In the special case $a_{ij} = \pm 1$, $2(n-1)$ is a lower bound, for every $n>0$. 

As a comment by T. Tao above, the problem  resembles 
         the sharp Littlewood conjecture on the minimum of
         the $L^{1}$-norm of polynomials (on the unit circle
         in the complex plane) whose absolute values of
         coefficients are equal to $1$. In
         the special class of polynomials with $\pm 1$
         coefficients, Klemes proved the sharp Littlewood
         conjecture (see [here](https://mathoverflow.net/questions/303091/l1-norm-of-littlewood-polynomials-on-the-unit-circle)).   

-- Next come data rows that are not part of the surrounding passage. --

//! Differentiation of scalar programs, with scalar derivatives.

use crate::binding::{def_core, def_unary_op, ExpressionBinding};
use crate::expression::{
    AddOp, CosOp, Cwise, DivOp, ExpOp, LogOp, Map, MaximumOp, MinimumOp, MulOp, NegOp, PowOp,
    SinOp, SqrtOp, SquareOp, SubOp,
};
use crate::host::Module;

pub type Variable = crate::variable::Variable<f64, f64>;
pub type Operation = crate::operation::Operation<f64, f64>;

const DOC: &str = "Automatic differentiation of scalar computations. \
Binary operations accept a float literal for either operand.";

/// Builds the `scalar` host module.
pub fn module() -> Module {
    let mut module = Module::new("scalar", DOC);
    def_core(&mut module);

    ExpressionBinding::<f64, f64>::new(&mut module)
        .def_sym_infix_op::<Cwise<AddOp>>("add")
        .def_sym_infix_op::<Cwise<SubOp>>("sub")
        .def_sym_infix_op::<Cwise<MulOp>>("mul")
        .def_sym_infix_op::<Cwise<DivOp>>("truediv")
        .def_sym_infix_op::<Cwise<PowOp>>("pow")
        .def_method::<Map<NegOp>>("neg");

    def_unary_op::<Map<CosOp>, f64, f64>(&mut module, "cos");
    def_unary_op::<Map<ExpOp>, f64, f64>(&mut module, "exp");
    def_unary_op::<Map<LogOp>, f64, f64>(&mut module, "log");
    def_unary_op::<Map<MaximumOp>, f64, f64>(&mut module, "maximum");
    def_unary_op::<Map<MinimumOp>, f64, f64>(&mut module, "minimum");
    def_unary_op::<Map<SinOp>, f64, f64>(&mut module, "sin");
    def_unary_op::<Map<SqrtOp>, f64, f64>(&mut module, "sqrt");
    def_unary_op::<Map<SquareOp>, f64, f64>(&mut module, "square");

    module
        .set_doc("cos", "Cosine.")
        .set_doc("exp", "Exponential.")
        .set_doc("log", "Natural logarithm.")
        .set_doc("maximum", "Maximum of a scalar and zero.")
        .set_doc("minimum", "Minimum of a scalar and zero.")
        .set_doc("sin", "Sine.")
        .set_doc("sqrt", "Square root.")
        .set_doc("square", "Square.");
    module
}

#[cfg(test)]
mod tests {
    use super::*;
    use crate::host::Object;

    #[test]
    fn module_defines_scalar_surface() {
        let m = module();
        let classes = [
            "Function",
            "Variable",
            "ScalarExpression",
            "ScalarOperation",
            "ScalarVariable",
        ];
        for class in classes {
            assert!(m.has_class(class), "{class}");
        }
        for function in ["var", "d", "Function", "sin", "square", "maximum"] {
            assert!(m.has_function(function), "{function}");
        }
        assert!(!m.has_function("sum"));
        assert!(m.isinstance(&m.call("var", &[2.0.into()]).unwrap(), "Variable"));
    }

    #[test]
    fn literals_combine_from_either_side() {
        let m = module();
        let x = m.call("var", &[Object::Float(3.0)]).unwrap();
        let y = m.call("var", &[m.binary_op("sub", &1.0.into(), &x).unwrap()]).unwrap();
        assert_eq!(m.call_instance(&y, &[]).unwrap(), Object::Float(-2.0));
        let z = m.call("var", &[m.binary_op("pow", &x, &2.0.into()).unwrap()]).unwrap();
        assert_eq!(m.call_instance(&z, &[]).unwrap(), Object::Float(9.0));
        let w = m.call("var", &[m.unary_op("neg", &x).unwrap()]).unwrap();
        assert_eq!(m.call_instance(&w, &[]).unwrap(), Object::Float(-3.0));
    }
}
impl Object {
    pub fn as_float(&self) -> Option<f64> {
        match self {
            Object::Float(x) => Some(*x),
            _ => None,
        }
    }

    pub fn as_bool(&self) -> Option<bool> {
        match self {
            Object::Bool(b) => Some(*b),
            _ => None,
        }
    }

    pub fn as_str(&self) -> Option<&str> {
        match self {
            Object::Str(s) => Some(s),
            _ => None,
        }
    }

    pub fn as_array(&self) -> Option<&ArrayD<f64>> {
        match self {
            Object::Array(a) => Some(a),
            _ => None,
        }
    }

    pub fn as_instance(&self) -> Option<&Instance> {
        match self {
            Object::Instance(i) => Some(i),
            _ => None,
        }
    }

    /// Host type name: the class of an instance, or the builtin kind.
    pub fn type_name(&self) -> &str {
        match self {
            Object::None => "None",
            Object::Bool(_) => "bool",
            Object::Float(_) => "float",
            Object::Str(_) => "str",
            Object::Array(_) => "array",
            Object::Tuple(_) => "tuple",
            Object::Instance(i) => i.class(),
        }
    }
}

impl PartialEq for Object {
    fn eq(&self, other: &Self) -> bool {
        match (self, other) {
            (Object::None, Object::None) => true,
            (Object::Bool(a), Object::Bool(b)) => a == b,
            (Object::Float(a), Object::Float(b)) => a == b,
            (Object::Str(a), Object::Str(b)) => a == b,
            (Object::Array(a), Object::Array(b)) => a == b,
            (Object::Tuple(a), Object::Tuple(b)) => a == b,
            (Object::Instance(a), Object::Instance(b)) => Rc::ptr_eq(&a.data, &b.data),
            _ => false,
        }
    }
}

impl From<f64> for Object {
    fn from(x: f64) -> Self {
        Object::Float(x)
    }
}

impl From<&str> for Object {
    fn from(s: &str) -> Self {
        Object::Str(s.to_string())
    }
}

impl From<Array1<f64>> for Object {
    fn from(a: Array1<f64>) -> Self {
        Object::Array(a.into_dyn())
    }
}

impl From<Array2<f64>> for Object {
    fn from(a: Array2<f64>) -> Self {
        Object::Array(a.into_dyn())
    }
}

> The proof of Klemes gives us the following equality, for an $n\times m$
 matrix $A$ with singular values $\sigma_1,\ldots,\sigma_{r}$ and for $ 0 \leq p \leq 2 $:
         \begin{equation*} 	\sum \limits_{i=1}^{r} \vert \sigma_{i} \vert^p= C_p \int_{0}^{\infty} \log \left(1+\sum \limits_{k=1}^{r}
 S_{k}(A^*A) t^{k} \right)t^{-\frac p2 -1}dt,
       \end{equation*}  where $S_k(A^*A)$  stand for the sum of the determinat of $k\times k$ principle  submatrices of $A^*A$ and  $C_p$ is a constant depenting on $p$.

When $A$ is Hermitian, singular values are equal to eigenvalues and by obtaining a  "good" lower bound for  $S_{k}(A^2)$, when $A$ is a matrix of the form described in the question, we can establish the lower bound in the special case $a_{ij} = \pm 1$.